Mme Donzert et les deux filles disaient comme tout le monde, pestaient et râlaient, mais, somme toute, cette sorte de déboires collectifs n’avait pas de prise sur elles, de la pluie sur un imperméable.
Cécile avait un petit amoureux qui, lui aussi, allait à R…, pour son travail, et ils faisaient tous les jours le chemin ensemble, en car ou à pied. Mme Donzert trouvait qu’ils étaient trop jeunes pour se marier, ce qui était vrai. L’amoureux avait dix-huit ans et était compagnon chez un maçon, mais les parents avaient de quoi, son père était entrepreneur maçon. Le petit devait apprendre le métier pour être patron : c’est indispensable pour savoir ensuite faire faire le travail aux autres. Cécile avait le droit de fréquenter Paul.
Martine n’avait pas d’amoureux, elle pensait à Daniel et continuait à vivre dans l’attente, les yeux aux aguets chaque fois qu’elle sortait dans la rue. Elle n’avait pas eu à attendre la reprise de la baignade. Tout d’abord Daniel avait fait des visites régulières chez le docteur Foisnel : être condamné à mort à dix-huit ans, cela vous secoue l’organisme. Deux fois par semaine, Daniel venait chez le docteur pour des piqûres et il rencontrait toujours sur son chemin, à l’entrée du village, assise sur une borne, Martine-perdue-dans-les-bois. Ce n’était pas sorcier de deviner pourquoi elle était là… Pourtant » Daniel passait sur son vélo, avec un sourire dans sa direction et même pas un bonjour. Pour le retour, il arrivait à Martine de le rater, ou le docteur le gardait à dîner, ou il filait sur Paris… À le voir comme ça sur son vélo, on n’aurait pas cru vraiment qu’il avait besoin de piqûres ! Changé, c’est vrai, un homme, mais toujours robuste, comme il l’avait été gamin, avec sa tête ronde et les cheveux en brosse. Les traits pourtant accentués, il avait toujours cet air de contenir un rire intérieur, qui faisait frémir les narines, mais ne gonflait plus des joues qui avaient perdu toute rondeur… Il était net, luisant et solide, comme sa moto neuve — car bientôt il eut une moto — en été juste un short sur le corps, en hiver un cuir et des bottes… Martine l’entendait venir de loin sur la route, et c’était merveilleux et effrayant.
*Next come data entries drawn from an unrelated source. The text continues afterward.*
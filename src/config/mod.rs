mod types;

pub use types::*;

use crate::{Error, Result};
use std::env;
use std::path::Path;
use tracing::debug;

pub const API_KEY_ENV: &str = "OPENAI_API_KEY";

const MISSING_API_KEY: &str =
    "Missing OpenAI API Key. Set OPENAI_API_KEY in your environment variables.";

pub async fn load() -> Result<Config> {
    let config_path = env::var("CONFIG_PATH").unwrap_or_else(|_| "config.yaml".to_string());
    load_from(Path::new(&config_path), env::var(API_KEY_ENV).ok()).await
}

/// Loads `path` if it exists and combines it with `api_key`.
pub async fn load_from(path: &Path, api_key: Option<String>) -> Result<Config> {
    let config_str = if tokio::fs::try_exists(path).await? {
        debug!("Loading configuration from: {}", path.display());
        Some(tokio::fs::read_to_string(path).await?)
    } else {
        debug!("No configuration file at {}, using defaults", path.display());
        None
    };

    Config::from_parts(config_str.as_deref(), api_key)
}

impl Config {
    /// Resolves a configuration from optional YAML text and an API key.
    ///
    /// Fails when the key is absent or empty; nothing else is validated here.
    pub fn from_parts(yaml: Option<&str>, api_key: Option<String>) -> Result<Self> {
        let mut config: Config = match yaml {
            Some(text) if !text.trim().is_empty() => serde_yaml::from_str(text)?,
            _ => Config::default(),
        };

        config.llm.api_key = api_key
            .filter(|key| !key.is_empty())
            .ok_or_else(|| Error::config(MISSING_API_KEY))?;

        Ok(config)
    }
}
En été, le promis de Cécile avait beaucoup de travail, toujours sur un chantier ou un autre, et elles allaient à la baignade toutes les deux, sans garçons. Naturellement, là-bas, elles en rencontraient, mais on les savait sérieuses et personne ne leur manquait de respect, on chahutait, on rigolait ensemble, il n’y a pas de mal à ça.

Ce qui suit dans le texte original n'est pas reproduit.